Method Based on the constant volume combustion system and combined with high-speed schlieren technology, the effects of the equivalent ratio and pressure on the laminar combustion characteristics of ethanol-hydrogen premixed flame were studied under the conditions of initial temperature of 370 K, hydrogen ratio of 50%, equivalent ratio of 0.7~1.4 and initial pressure of 1, 2 and 4 bar. Focusing on the propagation combustion characteristics of the flame, the laminar combustion velocity was calculated and its influencing factors were analyzed. The relevant reaction model was established with the help of Chemkin simulation platform, and the chemical dynamics of the laminar combustion characteristics were analyzed in detail by using Marinov's ethanol oxidation reaction mechanism.
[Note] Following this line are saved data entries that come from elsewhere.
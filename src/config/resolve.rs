//! Resolution pipeline and invocation context
//!
//! `resolve_defaults` is a pure function of (CLI config, cwd, filesystem):
//! it locates the project root, reads the config file, computes file-only
//! defaults for multi-valued options, relocates path options, and returns
//! the default map as a value. `Invocation` owns the per-invocation state
//! the argument parser consults; a fresh one is required per resolution
//! round, so defaults never leak between rounds in a long-lived process.

use std::path::{Path, PathBuf};
use tracing::debug;

use super::error::ConfigError;
use super::precedence::file_only_defaults;
use super::reader::{read_config_toml, CONFIG_FILE};
use super::relocate::relocate_paths;
use super::value::{ConfigMap, ConfigValue};
use crate::project::find_project_root;

/// Outcome of one resolution pipeline run.
#[derive(Debug, Clone, PartialEq)]
pub struct Resolution {
    /// File-derived defaults, keyed by canonical option name
    pub defaults: ConfigMap,

    /// Absolute path of the config file, when a non-empty one was used
    pub config_path: Option<PathBuf>,

    /// Project root the file-sourced paths were interpreted against
    pub project_root: PathBuf,
}

/// Run the resolution pipeline once.
///
/// Search paths are the CLI-supplied paths when any were given, else `"."`;
/// relative candidates are interpreted against `cwd`. Errors from reading
/// or relocating propagate unchanged.
pub fn resolve_defaults(cli_config: &ConfigMap, cwd: &Path) -> Result<Resolution, ConfigError> {
    let search_paths: Vec<PathBuf> = match cli_config.get("path") {
        Some(paths) if paths.is_truthy() => {
            paths.clone().into_list().into_iter().map(PathBuf::from).collect()
        }
        _ => vec![PathBuf::from(".")],
    };

    let candidates: Vec<PathBuf> = search_paths
        .iter()
        .map(|path| if path.is_absolute() { path.clone() } else { cwd.join(path) })
        .collect();
    let project_root = find_project_root(&candidates);
    debug!(root = %project_root.display(), "located project root");

    let mut file_config = read_config_toml(&project_root, CONFIG_FILE)?;
    let config_path = (!file_config.is_empty()).then(|| project_root.join(CONFIG_FILE));

    let multi_defaults = file_only_defaults(&file_config, cli_config);
    file_config.extend(multi_defaults);

    relocate_paths(&mut file_config, &project_root, cwd)?;

    Ok(Resolution {
        defaults: file_config,
        config_path,
        project_root,
    })
}

/// Per-invocation argument-resolution context.
///
/// Holds the CLI-sourced parameters and the default map the parser falls
/// back to for options with no CLI value.
#[derive(Debug, Default)]
pub struct Invocation {
    params: ConfigMap,
    default_map: ConfigMap,
    config_path: Option<PathBuf>,
}

impl Invocation {
    /// Create a context from the CLI-sourced parameters, with an empty
    /// default map.
    pub fn new(params: ConfigMap) -> Self {
        Self {
            params,
            default_map: ConfigMap::new(),
            config_path: None,
        }
    }

    /// Resolve file-derived defaults and merge them into the default map
    /// (overwrite semantics). Returns the config file path used, if any.
    ///
    /// A failure mid-pipeline leaves the default map unreliable; callers
    /// must abort the invocation.
    pub fn apply_config_defaults(&mut self, cwd: &Path) -> Result<Option<PathBuf>, ConfigError> {
        let resolution = resolve_defaults(&self.params, cwd)?;
        self.default_map.extend(resolution.defaults);
        self.config_path = resolution.config_path.clone();
        Ok(resolution.config_path)
    }

    /// The effective value for `key`: the CLI value when one was supplied,
    /// else the default-map entry.
    pub fn value(&self, key: &str) -> Option<&ConfigValue> {
        match self.params.get(key) {
            Some(value) if value.is_truthy() => Some(value),
            _ => self.default_map.get(key),
        }
    }

    /// Effective view over every key present in either source.
    pub fn effective(&self) -> ConfigMap {
        self.params
            .keys()
            .chain(self.default_map.keys())
            .filter_map(|key| self.value(key).map(|value| (key.clone(), value.clone())))
            .collect()
    }

    pub fn params(&self) -> &ConfigMap {
        &self.params
    }

    pub fn default_map(&self) -> &ConfigMap {
        &self.default_map
    }

    /// Config file discovered by the last `apply_config_defaults` call.
    pub fn config_path(&self) -> Option<&Path> {
        self.config_path.as_deref()
    }
}
//! Declared option table
//!
//! Single source of truth for which options are multi-valued and which of
//! those hold filesystem paths. The CLI definition and the resolver both
//! consult this table.

/// Arity and path-handling declaration for one option.
#[derive(Debug, Clone, Copy, PartialEq, Eq)]
pub struct OptionSpec {
    /// Canonical underscore-spelled name
    pub name: &'static str,

    /// Value is logically a list even when a single scalar is supplied
    pub multi: bool,

    /// List elements are filesystem paths needing base-directory relocation
    pub is_path: bool,
}

/// All options with declared merge behavior. Keys not listed here pass
/// through resolution untouched.
pub const OPTIONS: &[OptionSpec] = &[
    OptionSpec { name: "path", multi: true, is_path: true },
    OptionSpec { name: "exclude", multi: true, is_path: true },
    OptionSpec { name: "hook_module", multi: true, is_path: false },
    OptionSpec { name: "timeout", multi: false, is_path: false },
    OptionSpec { name: "fail_limit", multi: false, is_path: false },
    OptionSpec { name: "output", multi: false, is_path: false },
    OptionSpec { name: "capture_output", multi: false, is_path: false },
];

/// Options whose value is always a list.
pub fn multi_value_options() -> impl Iterator<Item = &'static OptionSpec> {
    OPTIONS.iter().filter(|spec| spec.multi)
}

/// Options whose list elements are relocated paths.
pub fn path_options() -> impl Iterator<Item = &'static OptionSpec> {
    OPTIONS.iter().filter(|spec| spec.is_path)
}

#[cfg(test)]
mod tests {
    use super::*;

    #[test]
    fn test_path_options_are_multi_valued() {
        for spec in path_options() {
            assert!(spec.multi, "path option '{}' must be multi-valued", spec.name);
        }
    }

    #[test]
    fn test_known_multi_value_set() {
        let names: Vec<&str> = multi_value_options().map(|spec| spec.name).collect();
        assert_eq!(names, vec!["path", "exclude", "hook_module"]);
    }

    #[test]
    fn test_names_are_canonical() {
        for spec in OPTIONS {
            assert!(!spec.name.contains('-'), "'{}' is not underscore-spelled", spec.name);
        }
    }
}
Result The results showed that the laminar combustion velocity was positively correlated with the adiabatic flame temperature and reached the maximum value around φ=1.1. The pressure significantly affects the net heat release rate, and the peak value occurs in the higher temperature region with a greater equivalent ratio. R1:H+O2⇔O+OH represents the most sensitive reaction which promotes the laminar combustion velocity of the flame. With the increase of pressure, the peak molar fraction of H, OH, and O free radicals gradually decreased and moved upstream. With the increase of the equivalent ratio, the molar fraction of H and O free radicals gradually decreased, and the molar fraction of OH free radicals first increased and then decreased.
Conclusion The equivalent ratio, pressure and active free radicals have significant effects on the laminar combustion characteristics of ethanol-hydrogen premixed fuel, which can provide theoretical basis for subsequent studies.